Das alles geschah gestern. Ein ereignisreicher Tag voller Verwirrung, so scheint es. Doch dieses Knäuel lässt sich vielleicht am einfachsten von jenem Strang her aufdröseln, der in der Kabinettsregie des vergangenen Tages die geringste Rolle spielen sollte.
Dem Polizeipräsidenten Eberhard Pilz, der sich seit Wochen mit schweren. Vorwürfen zu seiner Amtsführung konfrontiert sieht, war nur eine kleine Rolle zugedacht. Es sollte gestern eben keine Rochade auf dem Sessel des Polizeichefs geben. Pilz gab im Innenausschuss des Landtags lediglich an, dass er das Aufsichtsratsmandat bei der Signal-Iduna nicht mehr wahrnehmen werde.
Begründung: Er habe bis vorgestern nicht gewusst, dass diese Tätigkeit genehmigungspflichtig sei. Und sein Dienstherr, der Innenminister? Der konnte den Mitgliedern dieses Sonderausschusses auch keine befriedigende Antwort geben, etwa auf die Frage, in wessen Auftrag, auf wessen Anregung hin Pilz bislang den Aufsichtsratsposten bekleidet habe.
Also gaben sich die Parlamentarier selbst die Antworten. Für den
innenpolitischen Sprecher der SPDFraktion, Peter Adler, jedenfalls hat ein Polizeipräsident im Aufsichtsrat eines Privatunternehmens nichts zu suchen. Für Adler ist es deshalb auch keine Rechtsfrage von genehmigter oder nicht genehmigter Tätigkeit, sondern eine Geschmacksfrage. Doch von Minister Rasch gab es offenbar weder dazu noch zu anderen Fragen im Zusammenhang mit Vorwürfen von Korruption und Amtsmissbrauch im Innenministerium Antworten. Rasch blieb wie seit Wochen bei seiner Sicht, im Falle des Polizeipräsidenten handele es sich um eine Rufmordkampagne.

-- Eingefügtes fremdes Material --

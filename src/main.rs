// Hide console window in release mode
#![cfg_attr(not(debug_assertions), windows_subsystem = "windows")]

#[cfg(windows)]
fn main() -> anyhow::Result<()> {
    use anyhow::Context;
    use micmute::audio::{ComApartment, DefaultCaptureDevice};
    use micmute::autostart::RunKey;
    use micmute::config::AppPaths;
    use micmute::controller::TrayController;
    use micmute::{logging, platform};
    use tracing::{info, warn};

    let paths = AppPaths::from_current_exe().context("failed to locate executable directory")?;
    if let Err(e) = logging::init(&paths.logs) {
        eprintln!("logging disabled: {e:#}");
    }
    info!(version = env!("CARGO_PKG_VERSION"), "starting");

    // Kept alive for the whole message loop; every mute call runs on this thread.
    let _com = ComApartment::init()
        .inspect_err(|e| warn!(error = %e, "COM initialisation failed"))
        .ok();

    let (events_tx, events_rx) = crossbeam_channel::unbounded();
    let shell = platform::WindowsShell::new(events_tx.clone())?;
    let mut controller = TrayController::start(shell, DefaultCaptureDevice, &paths, events_tx);

    match std::env::current_exe() {
        Ok(exe) => controller.ensure_autostart(&mut RunKey, &exe),
        Err(e) => warn!(error = %e, "cannot resolve executable for startup entry"),
    }

    platform::run(&mut controller, &events_rx)
}

#[cfg(not(windows))]
fn main() -> anyhow::Result<()> {
    anyhow::bail!("micmute only runs on Windows")
}
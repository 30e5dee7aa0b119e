//! Tray icon states and `.ico` file inspection.

use std::fs::File;
use std::io::{self, BufReader};
use std::path::Path;

use thiserror::Error;

use crate::i18n::MessageKey;

/// Which of the two tray icons is shown.
#[derive(Debug, Clone, Copy, PartialEq, Eq, Default)]
pub enum MicIcon {
    /// Microphone live (`style/on.ico`).
    #[default]
    On,
    /// Microphone muted (`style/off.ico`).
    Off,
}

impl MicIcon {
    pub fn for_muted(muted: bool) -> Self {
        if muted { MicIcon::Off } else { MicIcon::On }
    }

    pub fn tooltip_key(self) -> MessageKey {
        match self {
            MicIcon::On => MessageKey::MicOn,
            MicIcon::Off => MessageKey::MicOff,
        }
    }
}

#[derive(Debug, Error)]
pub enum IconError {
    #[error("{path}: {source}")]
    Read { path: String, source: io::Error },
    #[error("{path}: file contains no images")]
    Empty { path: String },
    #[error("{path}: {message}")]
    Os { path: String, message: String },
}

/// Picks the size closest to `target` pixels, preferring the larger of two
/// equally close candidates.
pub fn closest_size(sizes: &[(u32, u32)], target: u32) -> Option<(u32, u32)> {
    sizes
        .iter()
        .copied()
        .min_by_key(|&(w, _)| (w.abs_diff(target), std::cmp::Reverse(w)))
}

/// Reads the icon directory of `path` and returns the image size best suited
/// for a `target`-pixel tray icon.
pub fn best_icon_size(path: &Path, target: u32) -> Result<(u32, u32), IconError> {
    let display = path.display().to_string();
    let file = File::open(path).map_err(|source| IconError::Read {
        path: display.clone(),
        source,
    })?;
    let dir = ico::IconDir::read(BufReader::new(file)).map_err(|source| IconError::Read {
        path: display.clone(),
        source,
    })?;

    let sizes: Vec<(u32, u32)> = dir
        .entries()
        .iter()
        .map(|entry| (entry.width(), entry.height()))
        .collect();

    closest_size(&sizes, target).ok_or(IconError::Empty { path: display })
}
//! Run-on-login registration under the current user's `Run` key.

use std::path::Path;

use thiserror::Error;
use tracing::info;

#[cfg(windows)]
pub use self::registry::RunKey;

/// Value name of the autostart entry.
pub const RUN_VALUE_NAME: &str = "MicrophoneToggleApp";

#[derive(Debug, Error)]
pub enum AutostartError {
    #[error("failed to open the Run key: {0}")]
    Open(String),
    #[error("failed to query the Run key: {0}")]
    Query(String),
    #[error("failed to write the Run key: {0}")]
    Write(String),
}

/// Storage for named run-on-login commands.
pub trait StartupRegistry {
    fn has_entry(&self, name: &str) -> Result<bool, AutostartError>;
    fn set_entry(&mut self, name: &str, command: &str) -> Result<(), AutostartError>;
}

/// Command line stored for `exe`, quoted so paths with spaces survive.
pub fn launch_command(exe: &Path) -> String {
    format!("\"{}\"", exe.display())
}

/// Adds an entry for `exe` unless one named `name` already exists.
///
/// Returns `true` when the entry was created by this call.
pub fn ensure_autostart<R: StartupRegistry + ?Sized>(
    registry: &mut R,
    name: &str,
    exe: &Path,
) -> Result<bool, AutostartError> {
    if registry.has_entry(name)? {
        return Ok(false);
    }
    let command = launch_command(exe);
    registry.set_entry(name, &command)?;
    info!(name, command = %command, "added to startup");
    Ok(true)
}

#[cfg(windows)]
mod registry {
    use windows::Win32::Foundation::{ERROR_FILE_NOT_FOUND, WIN32_ERROR};
    use windows::Win32::System::Registry::*;
    use windows::core::{PCWSTR, w};

    use super::{AutostartError, StartupRegistry};
    use crate::wide::to_wide;

    const RUN_KEY: PCWSTR = w!("Software\\Microsoft\\Windows\\CurrentVersion\\Run");

    /// `HKEY_CURRENT_USER\Software\Microsoft\Windows\CurrentVersion\Run`.
    #[derive(Debug, Default, Clone, Copy)]
    pub struct RunKey;

    /// Closes the key on drop.
    struct OpenKey(HKEY);

    impl OpenKey {
        fn open(access: REG_SAM_FLAGS) -> Result<Self, AutostartError> {
            let mut hkey = HKEY::default();
            let status =
                unsafe { RegOpenKeyExW(HKEY_CURRENT_USER, RUN_KEY, Some(0), access, &mut hkey) };
            if status.is_err() {
                return Err(AutostartError::Open(describe(status)));
            }
            Ok(Self(hkey))
        }
    }

    impl Drop for OpenKey {
        fn drop(&mut self) {
            let _ = unsafe { RegCloseKey(self.0) };
        }
    }

    fn describe(status: WIN32_ERROR) -> String {
        windows::core::Error::from(status.to_hresult())
            .message()
            .to_string()
    }

    impl StartupRegistry for RunKey {
        fn has_entry(&self, name: &str) -> Result<bool, AutostartError> {
            let key = OpenKey::open(KEY_QUERY_VALUE)?;
            let name_wide = to_wide(name);
            let status = unsafe {
                RegQueryValueExW(
                    key.0,
                    PCWSTR::from_raw(name_wide.as_ptr()),
                    None,
                    None,
                    None,
                    None,
                )
            };
            if status == ERROR_FILE_NOT_FOUND {
                Ok(false)
            } else if status.is_err() {
                Err(AutostartError::Query(describe(status)))
            } else {
                Ok(true)
            }
        }

        fn set_entry(&mut self, name: &str, command: &str) -> Result<(), AutostartError> {
            let key = OpenKey::open(KEY_SET_VALUE)?;
            let name_wide = to_wide(name);
            let command_wide = to_wide(command);
            let command_bytes = unsafe {
                std::slice::from_raw_parts(
                    command_wide.as_ptr() as *const u8,
                    command_wide.len() * 2,
                )
            };
            let status = unsafe {
                RegSetValueExW(
                    key.0,
                    PCWSTR::from_raw(name_wide.as_ptr()),
                    Some(0),
                    REG_SZ,
                    Some(command_bytes),
                )
            };
            if status.is_err() {
                return Err(AutostartError::Write(describe(status)));
            }
            Ok(())
        }
    }
}
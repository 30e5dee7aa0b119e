//! UTF-16 helpers for Win32 string parameters.

use std::path::Path;

/// NUL-terminated UTF-16 copy of `s`.
pub(crate) fn to_wide(s: &str) -> Vec<u16> {
    s.encode_utf16().chain(std::iter::once(0)).collect()
}

pub(crate) fn path_to_wide(path: &Path) -> Vec<u16> {
    use std::os::windows::ffi::OsStrExt;
    path.as_os_str()
        .encode_wide()
        .chain(std::iter::once(0))
        .collect()
}

/// Copies `text` into a fixed UTF-16 buffer, truncating and always terminating.
pub(crate) fn copy_to_buffer(buffer: &mut [u16], text: &str) {
    if buffer.is_empty() {
        return;
    }
    let limit = buffer.len() - 1;
    let mut len = 0;
    for (slot, unit) in buffer.iter_mut().zip(text.encode_utf16().take(limit)) {
        *slot = unit;
        len += 1;
    }
    buffer[len..].fill(0);
}

#[cfg(test)]
mod tests {
    use super::*;

    #[test]
    fn test_to_wide_is_terminated() {
        assert_eq!(to_wide("F9"), vec![0x46, 0x39, 0]);
        assert_eq!(to_wide(""), vec![0]);
    }

    #[test]
    fn test_to_wide_run_value() {
        // REG_SZ data is written with its terminator.
        let command = crate::autostart::launch_command(Path::new(r"C:\Tools\micmute.exe"));
        let wide = to_wide(&command);
        assert_eq!(wide.len(), command.len() + 1);
        assert_eq!(wide.first(), Some(&(b'"' as u16)));
        assert_eq!(wide.last(), Some(&0));
    }

    #[test]
    fn test_copy_to_buffer_truncates() {
        let mut buffer = [0xFFFFu16; 4];
        copy_to_buffer(&mut buffer, "abcdef");
        assert_eq!(buffer, [b'a' as u16, b'b' as u16, b'c' as u16, 0]);

        copy_to_buffer(&mut buffer, "x");
        assert_eq!(buffer, [b'x' as u16, 0, 0, 0]);
    }
}
//! Core modules for the micmute tray application.
//!
//! Everything except `platform` is OS-independent so it can be tested on any
//! host; the binary wires it to Win32.

pub mod audio;
pub mod autostart;
pub mod config;
pub mod controller;
pub mod error;
pub mod hotkey;
pub mod i18n;
pub mod icons;
pub mod logging;
#[cfg(windows)]
pub mod platform;
pub mod settings;
#[cfg(windows)]
pub(crate) mod wide;

// Re-export types for test modules
pub use config::{AppPaths, Config};
pub use controller::{AppEvent, MenuCommand, Shell, TrayController, TrayView};
pub use hotkey::{FunctionKey, HotkeyBinding, Modifier};
pub use i18n::{Language, MessageKey, Translations};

Als einen der Urheber dieser angeblichen Kampagne aber haben Regierungskreise längst einen Hauptverdächtigen ausgemacht: eben den Leiter der Zentralabteilung im Innenministerium und ehemaligen Polizeipräsidenten Bernd Groh. Diesen ist nun der Innenminister durch Versetzung los. Doch auch deshalb ist für die Landtagsopposition aus der Affäre Pilz nun vielmehr eine Affäre Rasch geworden.
Mit dem Versuch, in Bernd Groh einen möglichen Kritiker abzuschütteln, hat sich das Innenministerium nach Ansicht von PDS Mann Tippach durchaus keine Ruhe verschafft. „Ich fürchte", so Tippach, die Affäre Rasch fängt jetzt erst richtig an."